Compilation album by various artists
- Released: March 21, 1986
- Recorded: August–September 1985
- Studio: Ironwood Studios, Seattle, Washington
- Genre: Grunge
- Length: 43:53
- Label: C/Z Records
- Producer: Chris Hanzsek, Tina Casale

1994 re-release artwork

= Deep Six (album) =

Deep Six is a 1986 compilation album featuring six Seattle-based rock bands. It was the first release by C/Z Records, with a catalogue number of CZ01 for 2,000 copies. The album was reissued as a joint C/Z Records/A&M Records release on April 5, 1994.

Professional ratings
Review scores
| Source | Rating |
| AllMusic | Star Half star |

==Development==
The album was compiled by Seattle locals Chris Hanzsek and Tina Casale of C/Z Records to showcase what was going on in the Seattle rock community at this time by drawing on the talents of six like-minded bands. The album was primarily a document of Seattle’s local music scene and became vital to the history of grunge. It represents the early recordings of a handful of bands that would later become key figures in grunge, and helped establish its concepts and sound.

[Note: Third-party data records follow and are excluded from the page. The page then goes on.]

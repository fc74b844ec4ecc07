use super::media::{MediaSource, MediaType};

#[derive(Debug, Clone, Copy, PartialEq, Eq, Hash)]
pub enum Capability {
    Camera,
    Microphone,
    Library,
}

impl Capability {
    pub const fn label(self) -> &'static str {
        match self {
            Self::Camera => "camera",
            Self::Microphone => "microphone",
            Self::Library => "library",
        }
    }
}

#[derive(Debug, Clone, Copy, PartialEq, Eq, Default)]
pub enum AuthorizationStatus {
    Granted,
    Denied,
    #[default]
    Undetermined,
}

/// What to do next before presenting a capture surface.
#[derive(Debug, Clone, Copy, PartialEq, Eq)]
pub enum AccessDecision {
    Proceed,
    Request(Capability),
    Deny(Capability),
}

/// Capabilities a capture from `source` needs. The microphone is only needed
/// when video is among the requested kinds.
pub fn required_capabilities(source: MediaSource, kinds: &[MediaType]) -> Vec<Capability> {
    match source {
        MediaSource::Library => vec![Capability::Library],
        MediaSource::Camera if kinds.contains(&MediaType::Video) => {
            vec![Capability::Camera, Capability::Microphone]
        }
        MediaSource::Camera => vec![Capability::Camera],
    }
}

/// Decides the next step from the current status of each required capability.
///
/// Any denial wins over pending requests. A capability that is still
/// undetermined after it was already requested once counts as denied.
pub fn access_decision(
    statuses: &[(Capability, AuthorizationStatus)],
    already_requested: &[Capability],
) -> AccessDecision {
    if let Some((capability, _)) = statuses
        .iter()
        .find(|(_, status)| *status == AuthorizationStatus::Denied)
    {
        return AccessDecision::Deny(*capability);
    }
    match statuses
        .iter()
        .find(|(_, status)| *status == AuthorizationStatus::Undetermined)
    {
        Some((capability, _)) if already_requested.contains(capability) => {
            AccessDecision::Deny(*capability)
        }
        Some((capability, _)) => AccessDecision::Request(*capability),
        None => AccessDecision::Proceed,
    }
}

In the early 1980s, the Seattle branch of the indie movement was influenced by punk rock; however, it removed its speed and its structure and added elements of metal. The Melvins slowed down punk rock to develop their own slow, heavy, sludgy sound. When they contributed four tracks to Deep Six they were regarded as one of Seattle's top bands. Soundgarden provided the most abrasive sound on the album after having formed only a year before. The U-Men contributed minimalist punk with "Sabbath" style metal. Skin Yard's guitarist, Jack Endino, would go on to record and produce many of the grunge bands, and helped to establish Soundgarden, Mudhoney, and Nirvana. He was able to bring a similar sonic quality to some of the tracks recorded by bands who had diverse sounds.

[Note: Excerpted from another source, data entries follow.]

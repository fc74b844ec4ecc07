/// Lifecycle of a single crop/zoom session. `Committed` and `Cancelled` are terminal.
#[derive(Debug, Clone, Copy, PartialEq, Eq, Default)]
pub enum SessionState {
    #[default]
    Uninitialized,
    Active,
    Committed,
    Cancelled,
}

impl SessionState {
    pub const fn is_terminal(self) -> bool {
        matches!(self, Self::Committed | Self::Cancelled)
    }
}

Green River had released its debut EP Come On Down several months before Deep Six; therefore, Come On Down is considered the first grunge record. Members from this band would later form Pearl Jam and Mudhoney, two bands that would become internationally famous. However, Deep Six featured several other bands' first appearance on record and is regarded as the first grunge compilation.

==Track listing==
1. Green River – "10,000 Things" (lyrics: Mark Arm; music: Stone Gossard, Jeff Ament, Bruce Fairweather, Alex Vincent) – 3:37
2. Melvins – "Scared" (Melvins) – 2:19
3. Melvins – "Blessing the Operation" (Melvins) – 0:44
4. Malfunkshun – "With Yo' Heart (Not Yo' Hands)" (Malfunkshun) – 3:54
5. Skin Yard – "Throb" (Daniel House, Jack Endino, Ben McMillan) – 5:29
6. Soundgarden – "Heretic" (lyrics: Hiro Yamamoto; music: Kim Thayil) – 3:22
7. Soundgarden – "Tears to Forget" (lyrics: Chris Cornell; music: Thayil, Yamamoto) – 2:06
8. Malfunkshun – "Stars-N-You" (Malfunkshun) – 1:46
9. Melvins – "Grinding Process" (Melvins) – 2:09
10. Melvins – "She Waits" (Melvins) – 0:40
11. Skin Yard – "The Birds" (House, Endino, McMillan) – 3:56
12. Soundgarden – "All Your Lies" (lyrics: Cornell; music: Thayil, Yamamoto) – 3:53
13. Green River – "Your Own Best Friend" (lyrics: Arm; music: Gossard, Ament, Fairweather, Vincent) – 6:21
14. The U-Men – "They" (U-Men) – 3:32

An alternative version of Soundgarden's "Heretic" appears on the soundtrack for the 1990 film Pump Up the Volume, as well as on the Soundgarden EP Loudest Love. A re-recorded version of Soundgarden's "All Your Lies" (with new drummer Matt Cameron) appears on their 1988 album Ultramega OK; the original also appears only on the double-disc version of band's 2010 compilation album Telephantasm, while a re-recorded version of "Tears to Forget" (with Cameron) appears on their 1987 EP Screaming Life. Alternative versions of the Melvins' "Blessing the Operation" and "Grinding Process" appear on 26 Songs.

==Personnel==
- Chris Hanzsek – producer
- Tina Casale – producer
- Reyza Sageb – original blue album artwork
- Charles Peterson – photography
- Jane Duke – photography
- Green River
  - Mark Arm – vocals
  - Jeff Ament – bass
  - Stone Gossard – guitar
  - Bruce Fairweather – guitar
  - Alex Vincent – drums
- Melvins
  - King Buzzo – vocals, guitar
  - Matt Lukin – bass
  - Dale Crover – drums
- Malfunkshun
  - Andrew Wood – vocals, bass
  - Regan Hagar – drums
  - Kevin Wood – guitar
- Skin Yard
  - Ben McMillan – vocals, saxophone on "The Birds"
  - Jack Endino – guitar
  - Daniel House – bass
  - Matt Cameron – drums
- Soundgarden
  - Chris Cornell – vocals
  - Hiro Yamamoto – bass
  - Kim Thayil – guitar
  - Scott Sundquist – drums
- The U-Men
  - John Bigley – vocals
  - Tom Price – guitar
  - Jim Tillman – bass
  - Charlie Ryan – drums

==Bibliography==
- Anderson, Kyle (2007). "Accidental Revolution: The Story of Grunge"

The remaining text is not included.